UPA hopes for normal session amid FDI logjam

Published: 21st November 2012 08:09 PM  |   Last Updated: 21st November 2012 08:09 PM   |  A+A-


As opposition parties press for a vote on the issue of FDI in retail, the United Progressive Alliance (UPA) government was Wednesday hoping that parliament's winter session November 22-Dec 20 would be smooth.

With a shorter time-frame of 16 working days and a heavy agenda of 35 bills -- 25 listed for consideration and passing and 10 for introduction -- the government hopes it would be able to pass important bills, especially those related to economic reforms.

The opposition parties, including the BJP and the Left parties, plan to corner the government by pressing for a debate and a vote on allowing 51 percent foreign equity in multi-brand retail.

CPI leader Gurudas Dasgupta Wednesday said the house may not be functional initially, as the government was reluctant to accept its demand.

Both the BJP and the CPI-M have given notices on the FDI issue under Rule 184, which entails voting.

The Bharatiya Janata Party (BJP), supported by the trader community, is opposed to FDI, though it did not shy away from the idea during the National Democratic Alliance (NDA) rule in 1998-2004.

Parliamentary affairs Minister Kamal Nath said he would talk with opposition parties over the issue.

Government sources said there was hope that the opposition would soften its stance and not project a united front against the government, in the wake of the hanging of 26/11 accused Ajmal Kasab.

Among the important bills being pushed by Finance Minister P. Chidambaram are amendments to the Insurance Laws Bill to raise the foreign equity cap in insurance to 49 percent from the present 26 percent, the Banking Regulation Amendment Bill and the Direct Taxes Code Bill.

Within the UPA, the stand of the DMK is not yet clear on FDI, though all allies are together on major issues.

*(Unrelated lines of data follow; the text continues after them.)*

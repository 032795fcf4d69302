//
// Copyright 2017-2026 Hans W. Uhlig. All Rights Reserved.
//
// Licensed under the Apache License, Version 2.0 (the "License");
// you may not use this file except in compliance with the License.
// You may obtain a copy of the License at
//
//      http://www.apache.org/licenses/LICENSE-2.0
//
// Unless required by applicable law or agreed to in writing, software
// distributed under the License is distributed on an "AS IS" BASIS,
// WITHOUT WARRANTIES OR CONDITIONS OF ANY KIND, either express or implied.
// See the License for the specific language governing permissions and
// limitations under the License.
//

//! # tnbridge Telnet Protocol Codec
//!
//! Server side Telnet (RFC 854) codec used by the bridge to turn a client's byte stream into
//! clean application bytes plus terminal size reports, and to escape program output on the
//! way back.
//!
//! ## Overview
//!
//! - **Data transmission**: application bytes with IAC (Interpret As Command) escaping
//! - **Control commands**: Break, Interrupt Process, Are You There, etc.
//! - **Option negotiation**: DO, DONT, WILL, WONT handled with the RFC 1143 Q-method
//! - **Subnegotiation**: NAWS (RFC 1073) window size reports
//!
//! ## Core Components
//!
//! ### [`TelnetCodec`]
//!
//! Implements [`Encoder`](tokio_util::codec::Encoder) and [`Decoder`](tokio_util::codec::Decoder)
//! from `tokio_util::codec`. The decoder is an explicit state machine; replies to the peer's
//! negotiation requests are queued in the codec and drained with
//! [`TelnetCodec::flush_responses`].
//!
//! ### [`TelnetFrame`] and [`TelnetEvent`]
//!
//! `TelnetFrame` is what goes on the wire; `TelnetEvent` is what the decoder reports, with
//! negotiation collapsed into [`TelnetEvent::OptionStatus`].
//!
//! ### [`WindowSize`]
//!
//! Terminal dimensions carried by NAWS.
//!
//! ## Negotiation Policy
//!
//! The bridge performs `ECHO`, `SUPPRESS-GO-AHEAD` and `BINARY`, and lets the client perform
//! `BINARY`, `SUPPRESS-GO-AHEAD` and `NAWS`. Every other option is refused. See
//! [`consts::option::SUPPORT`].
//!
//! ## Malformed Input
//!
//! A single client must never be able to desynchronize the server, so the decoder never
//! returns a protocol error. Unknown commands, truncated or oversized subnegotiations are
//! logged with `tracing`, counted, and dropped.
//!
//! ## Example
//!
//! ```
//! use bytes::BytesMut;
//! use tnbridge_telnetcodec::{TelnetCodec, TelnetEvent, WindowSize, TelnetArgument};
//! use tokio_util::codec::Decoder;
//!
//! let mut codec = TelnetCodec::new();
//! let mut wire = BytesMut::from(&b"hi\xFF\xFA\x1F\x00\x64\x00\x28\xFF\xF0"[..]);
//! let mut events = Vec::new();
//! while let Some(event) = codec.decode(&mut wire).unwrap() {
//!     events.push(event);
//! }
//! assert_eq!(events[0], TelnetEvent::Data(b'h'));
//! assert_eq!(
//!     events[2],
//!     TelnetEvent::Subnegotiate(TelnetArgument::NAWSWindowSize(WindowSize::new(100, 40)))
//! );
//! ```

#![warn(
    clippy::cargo,
    missing_docs,
    clippy::pedantic,
    future_incompatible,
    rust_2018_idioms
)]
#![allow(
    clippy::option_if_let_else,
    clippy::module_name_repetitions,
    clippy::missing_errors_doc
)]

mod args;
mod codec;
pub mod consts;
mod event;
mod frame;
mod options;
mod result;

pub use self::args::{TelnetArgument, naws, naws::WindowSize};
pub use self::codec::TelnetCodec;
pub use self::event::TelnetEvent;
pub use self::frame::TelnetFrame;
pub use self::options::{TelnetOption, TelnetOptions, TelnetSide};
pub use self::result::{CodecError, CodecResult, SubnegotiationErrorKind};

#[cfg(test)]
mod tests {
    use super::{TelnetCodec, TelnetEvent, TelnetFrame, TelnetOption, consts};
    use crate::options::TelnetSide;
    use bytes::BytesMut;
    use tokio_util::codec::{Decoder, Encoder};

    #[test]
    fn telnet_decode() {
        let mut codec = TelnetCodec::new();
        let mut input_buffer = BytesMut::from("Line\r\n");
        let expected_output = vec![
            TelnetEvent::Data(b'L'),
            TelnetEvent::Data(b'i'),
            TelnetEvent::Data(b'n'),
            TelnetEvent::Data(b'e'),
            TelnetEvent::Data(b'\r'),
            TelnetEvent::Data(b'\n'),
        ];
        let mut actual_output = Vec::new();
        while let Some(event) = codec.decode(&mut input_buffer).unwrap() {
            actual_output.push(event)
        }
        assert_eq!(expected_output, actual_output, "telnet_decode didn't match");
    }

    #[test]
    fn telnet_encode() {
        let mut codec = TelnetCodec::new();
        let input_frames = vec![
            TelnetFrame::Data(b'o'),
            TelnetFrame::Data(b'k'),
            TelnetFrame::Data(consts::IAC),
            TelnetFrame::Will(TelnetOption::Echo),
        ];
        let mut output = BytesMut::new();
        for frame in input_frames {
            codec.encode(frame, &mut output).unwrap();
        }
        assert_eq!(
            &output[..],
            &[
                b'o',
                b'k',
                consts::IAC,
                consts::IAC,
                consts::IAC,
                consts::WILL,
                consts::option::ECHO
            ]
        );
    }

    #[test]
    fn telnet_negotiation_event() {
        let mut codec = TelnetCodec::new();
        let mut input = BytesMut::from(&[consts::IAC, consts::WILL, consts::option::NAWS][..]);
        assert_eq!(
            codec.decode(&mut input).unwrap(),
            Some(TelnetEvent::OptionStatus(
                TelnetOption::NAWS,
                TelnetSide::Remote,
                true
            ))
        );
    }
}
impl TelnetCodec {
    /// Creates a new instance of `TelnetCodec`.
    ///
    /// # Example
    /// ```
    /// use tnbridge_telnetcodec::TelnetCodec;
    ///
    /// let codec = TelnetCodec::new();
    /// assert!(codec.window_size().is_none());
    /// ```
    pub fn new() -> TelnetCodec {
        TelnetCodec::default()
    }

    /// Checks if we support the given option locally
    pub fn is_supported_local(&self, option: TelnetOption) -> bool {
        self.options.is_supported_local(option)
    }

    /// Checks if we support the given option remotely
    pub fn is_supported_remote(&self, option: TelnetOption) -> bool {
        self.options.is_supported_remote(option)
    }

    /// Checks if a specific Telnet option is enabled locally.
    pub fn is_enabled_local(&self, option: TelnetOption) -> bool {
        self.options.local_enabled(option)
    }

    /// Checks if a specific Telnet option is enabled on the remote side.
    pub fn is_enabled_remote(&self, option: TelnetOption) -> bool {
        self.options.remote_enabled(option)
    }

    /// Returns `true` while an answer for `option` is still outstanding.
    pub fn is_negotiating(&self, option: TelnetOption) -> bool {
        self.options.is_pending(option)
    }

    /// Request to enable a Telnet option locally (we will send WILL).
    ///
    /// Returns the frame to send, or `None` when no negotiation is needed.
    pub fn enable_local(&mut self, option: TelnetOption) -> Option<TelnetFrame> {
        self.options.enable_local(option)
    }

    /// Request to disable a Telnet option locally (we will send WONT).
    pub fn disable_local(&mut self, option: TelnetOption) -> Option<TelnetFrame> {
        self.options.disable_local(option)
    }

    /// Request the remote side enable a Telnet option (we will send DO).
    pub fn enable_remote(&mut self, option: TelnetOption) -> Option<TelnetFrame> {
        self.options.enable_remote(option)
    }

    /// Request the remote side disable a Telnet option (we will send DONT).
    pub fn disable_remote(&mut self, option: TelnetOption) -> Option<TelnetFrame> {
        self.options.disable_remote(option)
    }

    /// Queues the bridge's opening offers: `WILL ECHO`, `WILL SGA`, `WILL BINARY`,
    /// `DO BINARY`, `DO SGA` and `DO NAWS`.
    ///
    /// ```
    /// use bytes::BytesMut;
    /// use tnbridge_telnetcodec::TelnetCodec;
    ///
    /// let mut codec = TelnetCodec::new();
    /// codec.begin_negotiation();
    /// let mut out = BytesMut::new();
    /// codec.flush_responses(&mut out).unwrap();
    /// assert_eq!(out.len(), 18);
    /// ```
    pub fn begin_negotiation(&mut self) {
        for option in OFFER_LOCAL {
            if let Some(frame) = self.options.enable_local(option) {
                self.queue_frame(&frame);
            }
        }
        for option in REQUEST_REMOTE {
            if let Some(frame) = self.options.enable_remote(option) {
                self.queue_frame(&frame);
            }
        }
    }

    /// Returns `true` while any option the bridge asked for is still unanswered.
    pub fn negotiation_pending(&self) -> bool {
        OFFER_LOCAL
            .iter()
            .chain(REQUEST_REMOTE.iter())
            .any(|option| self.options.is_pending(*option))
    }

    /// Most recent window size reported by the client, if it ever sent one.
    pub fn window_size(&self) -> Option<WindowSize> {
        self.window_size
    }

    /// Number of malformed sequences dropped so far.
    pub fn protocol_errors(&self) -> u64 {
        self.protocol_errors
    }

    /// Check if there are negotiation replies waiting to be written.
    pub fn has_pending_responses(&self) -> bool {
        !self.responses.is_empty()
    }

    /// Moves all queued negotiation replies into `dst`.
    pub fn flush_responses(&mut self, dst: &mut BytesMut) -> CodecResult<()> {
        dst.reserve(self.responses.len());
        dst.put(self.responses.split());
        Ok(())
    }

    /// Appends `data` to `dst`, doubling every IAC byte.
    pub fn escape_into(data: &[u8], dst: &mut BytesMut) {
        dst.reserve(data.len() + data.len() / 16);
        let mut rest = data;
        while let Some(pos) = rest.iter().position(|b| *b == consts::IAC) {
            dst.put_slice(&rest[..=pos]);
            dst.put_u8(consts::IAC);
            rest = &rest[pos + 1..];
        }
        dst.put_slice(rest);
    }

    fn queue_frame(&mut self, frame: &TelnetFrame) {
        trace!(%frame, "Queueing negotiation reply");
        put_frame(frame, &mut self.responses);
    }

    fn protocol_error(&mut self, error: CodecError) {
        self.protocol_errors += 1;
        warn!(%error, "Dropping malformed telnet sequence");
    }

    /// Runs a received negotiation through the Q-method and reports a change of state.
    fn negotiate(&mut self, frame: TelnetFrame) -> CodecResult<Option<TelnetEvent>> {
        let (option, side) = match frame {
            TelnetFrame::Do(option) | TelnetFrame::Dont(option) => (option, TelnetSide::Local),
            TelnetFrame::Will(option) | TelnetFrame::Wont(option) => (option, TelnetSide::Remote),
            _ => return Ok(None),
        };
        let enabled = |options: &TelnetOptions| match side {
            TelnetSide::Local => options.local_enabled(option),
            TelnetSide::Remote => options.remote_enabled(option),
        };
        let was_enabled = enabled(&self.options);
        debug!(%frame, "Received negotiation");
        if let Some(reply) = self.options.handle_received(frame)? {
            self.queue_frame(&reply);
        }
        let is_enabled = enabled(&self.options);
        if was_enabled != is_enabled {
            return Ok(Some(TelnetEvent::OptionStatus(option, side, is_enabled)));
        }
        Ok(None)
    }

    fn finish_subnegotiation(&mut self, option: u8) -> Option<TelnetEvent> {
        let mut payload = self.decoder_buffer.split();
        let option = TelnetOption::from_u8(option);
        match option {
            TelnetOption::NAWS => match WindowSize::decode(&mut payload) {
                Ok(size) => {
                    debug!(%size, "Client reported window size");
                    self.window_size = Some(size);
                    Some(TelnetEvent::Subnegotiate(TelnetArgument::NAWSWindowSize(
                        size,
                    )))
                }
                Err(error) => {
                    self.protocol_error(error);
                    None
                }
            },
            _ => Some(TelnetEvent::Subnegotiate(TelnetArgument::Unknown(
                option, payload,
            ))),
        }
    }

    fn push_subnegotiation_byte(&mut self, option: u8, byte: u8) {
        if self.decoder_buffer.len() >= consts::MAX_SUBNEGOTIATION_LEN {
            self.decoder_buffer.clear();
            self.decoder_state = DecoderState::SubnegotiateDiscard;
            self.protocol_error(CodecError::SubnegotiationError {
                option: Some(option),
                reason: SubnegotiationErrorKind::PayloadTooLong {
                    limit: consts::MAX_SUBNEGOTIATION_LEN,
                },
            });
        } else {
            self.decoder_state = DecoderState::SubnegotiateArgument(option);
            self.decoder_buffer.put_u8(byte);
        }
    }
}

The month-long monsoon session August 8-September 7 was washed out after the BJP did not allow parliament to function over faulty coal block allocations, demanding Prime Minister Manmohan Singh's resignation.

The government could get only six bills introduced and six passed by either house of parliament in the monsoon session, which lost 13 of 20 working days to disruption.

The prime minister has already met UPA allies. Both the Samajwadi Party (SP) and the Bahujan Samaj Party (BSP) are supporting the UPA from outside. The prime minister even tried reaching out to the BJP.

In September, Mamata Banerjee's Trinamool Congress quit the UPA over economic reforms, making the government dependent on the SP and the BSP.

The Trinamool Congress has said it will bring a no-confidence motion against the government on Nov 22 but no other party has supported it.

The government's point is that a state can choose not to allow FDI in retail, but it should not block the way if other states wanted it.